When we say we aren’t enough, what we are really saying is that we aren't infinite. And we were never meant to be. The world today is chaotic. The threats—to our patients’ health, to our communities’ safety, to our very democracy—are real. But the weight of the world is not meant to be carried by our shoulders alone.
So, what does it mean to be “enough”?.
Being enough isn't about lowered expectations. It is about radical presence. Think about the patient who comes to you not for a prescription, but because you are the only person in their life who truly listens to them. You didn't solve their problems. You didn't fix the broken health care system. But for 15 minutes, you looked them in the eyes and validated their existence, their worth.
In that room, you were enough.
Think about the student or resident who was ready to quit, until you sat down and shared a story of your own failure. You didn't fix primary care. You didn't solve the burnout crisis. But you gave that learner the permission to be human.
In that moment, you were enough.
We often overlook these small, quiet acts of heroism because they don't show up on the news or on a social media post. But these are the moments where the world is actually healed—not with grand gestures of performative activism, but with genuine acts of love. We defend our communities one conversation, one vaccination, and one empathetic silence at a time.
Now I want to speak directly to students and residents. You are entering a profession that is being reshaped by artificial intelligence, by attacks on truth and science, and by unprecedented geopolitical instability. You might feel like you have to be superhuman to survive.

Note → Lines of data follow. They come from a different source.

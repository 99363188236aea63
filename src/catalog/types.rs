//! Concept definition types.
//!
//! A [`ConceptDefinition`] is one immutable catalog entry. Identity is the
//! [`ConceptCode`]; the key name is the display label callers use on concept
//! instances.

use rust_decimal::Decimal;
use serde::{Deserialize, Serialize};

use crate::models::ConceptType;

/// Stable identity of a catalog concept, independent of its display label.
#[derive(Debug, Clone, Copy, PartialEq, Eq, Hash, Serialize, Deserialize)]
#[serde(rename_all = "snake_case")]
pub enum ConceptCode {
    /// Base salary for the period.
    Salary,
    /// Statutory transport subsidy.
    TransportSubsidy,
    /// Daytime overtime hours.
    DaytimeOvertime,
    /// Night overtime hours.
    NightOvertime,
    /// Night work surcharge hours.
    NightSurcharge,
    /// Daytime overtime on Sundays and holidays.
    HolidayDaytimeOvertime,
    /// Night overtime on Sundays and holidays.
    HolidayNightOvertime,
    /// Sunday and holiday surcharge hours.
    HolidaySurcharge,
    /// Night surcharge on Sundays and holidays.
    HolidayNightSurcharge,
    /// Paid vacation days.
    Vacation,
    /// Sick leave days.
    SickLeave,
    /// Semi-annual service bonus.
    ServiceBonus,
    /// Severance accrual.
    Layoff,
    /// Interest on the severance accrual.
    LayoffInterest,
    /// Discretionary bonus.
    Bonus,
    /// Sales commission.
    Commission,
    /// Employee health contribution.
    HealthContribution,
    /// Employee pension contribution.
    PensionContribution,
    /// Pension solidarity fund contribution.
    PensionSolidarityFund,
    /// Income tax withholding.
    WithholdingTax,
    /// Union dues.
    UnionDues,
    /// Payroll-deducted loan installment.
    PayrollLoan,
    /// Salary advance repayment.
    SalaryAdvance,
}

/// How a concept's amount is derived.
#[derive(Debug, Clone, Copy, PartialEq, Eq, Hash, Serialize, Deserialize)]
#[serde(rename_all = "snake_case")]
pub enum CalculationSubtype {
    /// A percentage of the period salary.
    PercentOfSalary,
    /// Hours at a surcharged hourly rate derived from the base salary.
    QuantityBased,
    /// Severance-style accrual: base salary times days over 360.
    Layoff,
    /// Interest on a severance accrual.
    LayoffInterest,
    /// A full-month value scaled to a number of days.
    DayProrated,
    /// A user-entered amount.
    DirectValue,
}

impl CalculationSubtype {
    /// Identifier used in audit steps.
    pub fn rule_id(self) -> &'static str {
        match self {
            Self::PercentOfSalary => "percent_of_salary",
            Self::QuantityBased => "quantity_based",
            Self::Layoff => "layoff",
            Self::LayoffInterest => "layoff_interest",
            Self::DayProrated => "day_prorated",
            Self::DirectValue => "direct_value",
        }
    }

    /// Human-readable name used in audit steps.
    pub fn rule_name(self) -> &'static str {
        match self {
            Self::PercentOfSalary => "Percent of Salary",
            Self::QuantityBased => "Quantity Based",
            Self::Layoff => "Severance Accrual",
            Self::LayoffInterest => "Severance Interest",
            Self::DayProrated => "Day Prorated",
            Self::DirectValue => "Direct Value",
        }
    }
}

/// One immutable catalog entry.
///
/// # Example
///
/// ```
/// use finance_engine::catalog::{CalculationSubtype, ConceptCode, ConceptDefinition};
/// use finance_engine::models::ConceptType;
/// use rust_decimal::Decimal;
///
/// let health = ConceptDefinition::new(
///     ConceptCode::HealthContribution,
///     "Salud",
///     ConceptType::Deduction,
///     CalculationSubtype::PercentOfSalary,
/// )
/// .as_required()
/// .with_percentage(Decimal::from(4));
///
/// assert!(health.required);
/// assert!(!health.read_only);
/// ```
#[derive(Debug, Clone, PartialEq, Eq, Serialize, Deserialize)]
pub struct ConceptDefinition {
    /// Stable identity.
    pub code: ConceptCode,
    /// Display label; unique case-insensitively within a catalog.
    pub key_name: String,
    /// Income or deduction.
    pub concept_type: ConceptType,
    /// How the amount is derived.
    pub subtype: CalculationSubtype,
    /// Must be present in every concept set.
    pub required: bool,
    /// Amount is engine-derived and not user-editable.
    pub read_only: bool,
    /// Percentage used by percent- and quantity-based formulas.
    pub percentage: Decimal,
    /// Full-month value for day-prorated concepts, if fixed.
    pub day_based_full_value: Option<Decimal>,
    /// Extra factor applied to the derived amount.
    pub multiplier: Option<Decimal>,
    /// Quantity must be a whole number (days rather than hours).
    pub whole_units: bool,
}

impl ConceptDefinition {
    /// Creates an optional, editable definition with a zero percentage.
    pub fn new(
        code: ConceptCode,
        key_name: impl Into<String>,
        concept_type: ConceptType,
        subtype: CalculationSubtype,
    ) -> Self {
        Self {
            code,
            key_name: key_name.into(),
            concept_type,
            subtype,
            required: false,
            read_only: false,
            percentage: Decimal::ZERO,
            day_based_full_value: None,
            multiplier: None,
            whole_units: false,
        }
    }

    /// Marks the definition as required.
    pub fn as_required(mut self) -> Self {
        self.required = true;
        self
    }

    /// Marks the definition as read-only.
    pub fn as_read_only(mut self) -> Self {
        self.read_only = true;
        self
    }

    /// Sets the percentage.
    pub fn with_percentage(mut self, percentage: Decimal) -> Self {
        self.percentage = percentage;
        self
    }

    /// Sets the full-month value for day proration.
    pub fn with_full_value(mut self, value: Decimal) -> Self {
        self.day_based_full_value = Some(value);
        self
    }

    /// Sets the multiplier.
    pub fn with_multiplier(mut self, multiplier: Decimal) -> Self {
        self.multiplier = Some(multiplier);
        self
    }

    /// Requires whole-unit quantities.
    pub fn in_whole_units(mut self) -> Self {
        self.whole_units = true;
        self
    }
}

Please hear me: your value is not found in your board scores. It is not found in how many notes you close before midnight, nor how many posters and papers you have on your resume.
Your value is in your humanity. You chose family medicine because you love people. Your empathy is your superpower. In a desensitized world, radical presence is radical healing. You don't have to be perfect to be a “good” family physician. You just have to show up.
The beauty of STFM is that we always show up for each other. We are enough because we have one another. We are enough because our mission—to teach, to heal, and to serve—is the ultimate act of defiance against a world that tries to make us feel small.
So, as you begin this conference and head to your posters and workshops, I want you to make space for one another and carry a new mantra with you.
When the world demands more than you have to give…
When the system fails you and the people you’ve promised to protect…
When you hear the shadowy voice of “not enough” creeping in…
Take a breath. Remember this room. And say to yourself:
“I am a teacher. I am a healer. I am human. And I am more than enough.”
Thank you, STFM. Let’s go out and be enough for the world together.